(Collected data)
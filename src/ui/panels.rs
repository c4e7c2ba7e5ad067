use eframe::egui::{self, Color32, RichText, ScrollArea, Ui};

use crate::data::filter::{OpponentFilter, ResultMode};
use crate::data::views::{opponent_options, points_range};
use crate::state::AppState;
use crate::ui::{plot, table};

// ---------------------------------------------------------------------------
// Left side panel – filter widgets
// ---------------------------------------------------------------------------

/// Render the left filter panel. Edits `state.request` and refreshes the view.
pub fn side_panel(ui: &mut Ui, state: &mut AppState) {
    ui.heading("Filter Options");
    ui.separator();

    let dataset = match &state.dataset {
        Some(ds) => ds,
        None => {
            ui.label("No games loaded.");
            return;
        }
    };

    let range = points_range(dataset);
    let opponents = opponent_options(dataset);
    let request = &mut state.request;

    ScrollArea::vertical()
        .auto_shrink([false, false])
        .show(ui, |ui: &mut Ui| {
            // ---- Win / loss ----
            ui.strong("Select Result:");
            for mode in ResultMode::ALL {
                ui.radio_value(&mut request.result_mode, mode, mode.to_string());
            }
            ui.separator();

            // ---- Minimum points ----
            if let Some((lo, hi)) = range {
                ui.strong("Minimum Points");
                ui.add(egui::Slider::new(&mut request.min_points, lo..=hi));
                ui.separator();
            }

            // ---- Opponent (only when the file has one) ----
            if let Some(opponents) = opponents {
                ui.strong("Select Opponent:");
                egui::ComboBox::from_id_salt("opponent")
                    .selected_text(request.opponent.label().to_string())
                    .show_ui(ui, |ui: &mut Ui| {
                        let options =
                            std::iter::once(OpponentFilter::ALL_LABEL.to_string()).chain(opponents);
                        for option in options {
                            let value = OpponentFilter::from_selection(&option);
                            ui.selectable_value(&mut request.opponent, value, option);
                        }
                    });
                ui.separator();
            }

            ui.checkbox(&mut request.show_high_scoring, "Show games with 110+ points");
            ui.checkbox(&mut request.show_all, "Show all games again");
        });

    state.refresh();
}

// ---------------------------------------------------------------------------
// Top bar
// ---------------------------------------------------------------------------

/// Render the top menu / toolbar.
pub fn top_bar(ui: &mut Ui, state: &mut AppState) {
    egui::menu::bar(ui, |ui: &mut Ui| {
        ui.menu_button("File", |ui: &mut Ui| {
            if ui.button("Reload").clicked() {
                state.reload();
                ui.close_menu();
            }
        });

        ui.separator();

        if let (Some(ds), Some(view)) = (&state.dataset, &state.view) {
            ui.label(format!(
                "{} games loaded, {} visible",
                ds.len(),
                view.filtered.len()
            ));
        }

        if let Some(msg) = &state.status_message {
            ui.separator();
            ui.label(RichText::new(msg).color(Color32::RED));
        }
    });
}

// ---------------------------------------------------------------------------
// Central panel – tables, chart, map
// ---------------------------------------------------------------------------

pub fn central_panel(ui: &mut Ui, state: &AppState) {
    ScrollArea::vertical()
        .auto_shrink([false, false])
        .show(ui, |ui: &mut Ui| {
            ui.heading(RichText::new(&state.config.window_title).size(24.0));
            ui.label("Interactive dashboard built with egui showing 2023 playoff stats.");
            ui.add_space(8.0);

            let (Some(full), Some(view)) = (&state.dataset, &state.view) else {
                ui.label("No games loaded  (File → Reload)");
                return;
            };

            // ---- Result selection ----
            ui.heading("Filtered Game Stats");
            table::game_table(ui, "by_result", &view.by_result);
            ui.add_space(8.0);

            // ---- Points chart ----
            ui.heading("Points Scored per Game");
            plot::points_chart(ui, &view.by_result, &view.points, state.color_map.as_ref());

            if let Some(hs) = &view.high_scoring {
                ui.label(
                    RichText::new(format!(
                        "{} games found with 110 or more points.",
                        hs.count
                    ))
                    .color(Color32::DARK_GREEN),
                );
                table::game_table(ui, "high_scoring", &hs.games);
            }

            if let Some(notice) = &view.size_notice {
                ui.label(RichText::new(notice).color(Color32::from_rgb(0xd0, 0x8a, 0x00)));
            }
            ui.add_space(8.0);

            // ---- Threshold and opponent ----
            ui.heading(&view.points_heading);
            if let Some(heading) = &view.opponent_heading {
                ui.label(heading);
            }
            table::game_table(ui, "filtered", &view.filtered);
            ui.add_space(8.0);

            if view.show_all {
                ui.label(RichText::new("Showing full dataset again below.").color(Color32::LIGHT_BLUE));
                table::game_table(ui, "all_games", full);
                ui.add_space(8.0);
            }

            // ---- Map ----
            ui.heading("Game Location: Miami Home Base");
            plot::venue_map(ui, view.venue);

            ui.add_space(8.0);
            ui.weak("This dashboard was built using egui.");
        });
}
use std::path::PathBuf;

use thiserror::Error;

/// Why a game table could not be loaded. No partial table is ever returned.
#[derive(Debug, Error)]
pub enum LoadError {
    #[error("cannot read {}: {source}", path.display())]
    Io {
        path: PathBuf,
        #[source]
        source: std::io::Error,
    },

    #[error("malformed CSV: {0}")]
    Csv(#[from] csv::Error),

    #[error("malformed JSON: {0}")]
    Json(#[from] serde_json::Error),

    #[error("malformed Arrow data: {0}")]
    Arrow(#[from] arrow::error::ArrowError),

    #[error("malformed Parquet file: {0}")]
    Parquet(#[from] parquet::errors::ParquetError),

    #[error("{0}")]
    Malformed(String),

    #[error("missing required column '{0}'")]
    MissingColumn(String),

    #[error("row {row}: column '{column}' expects a non-negative integer, got '{value}'")]
    InvalidValue {
        row: usize,
        column: String,
        value: String,
    },

    #[error("unsupported file extension: .{0}")]
    UnsupportedExtension(String),
}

** Task **
Given the word "loaded", show every line of the records that contains it.

** Task result **
            ui.label("No games loaded.");
                "{} games loaded, {} visible",
                ui.label("No games loaded  (File → Reload)");
/// Why a game table could not be loaded. No partial table is ever returned.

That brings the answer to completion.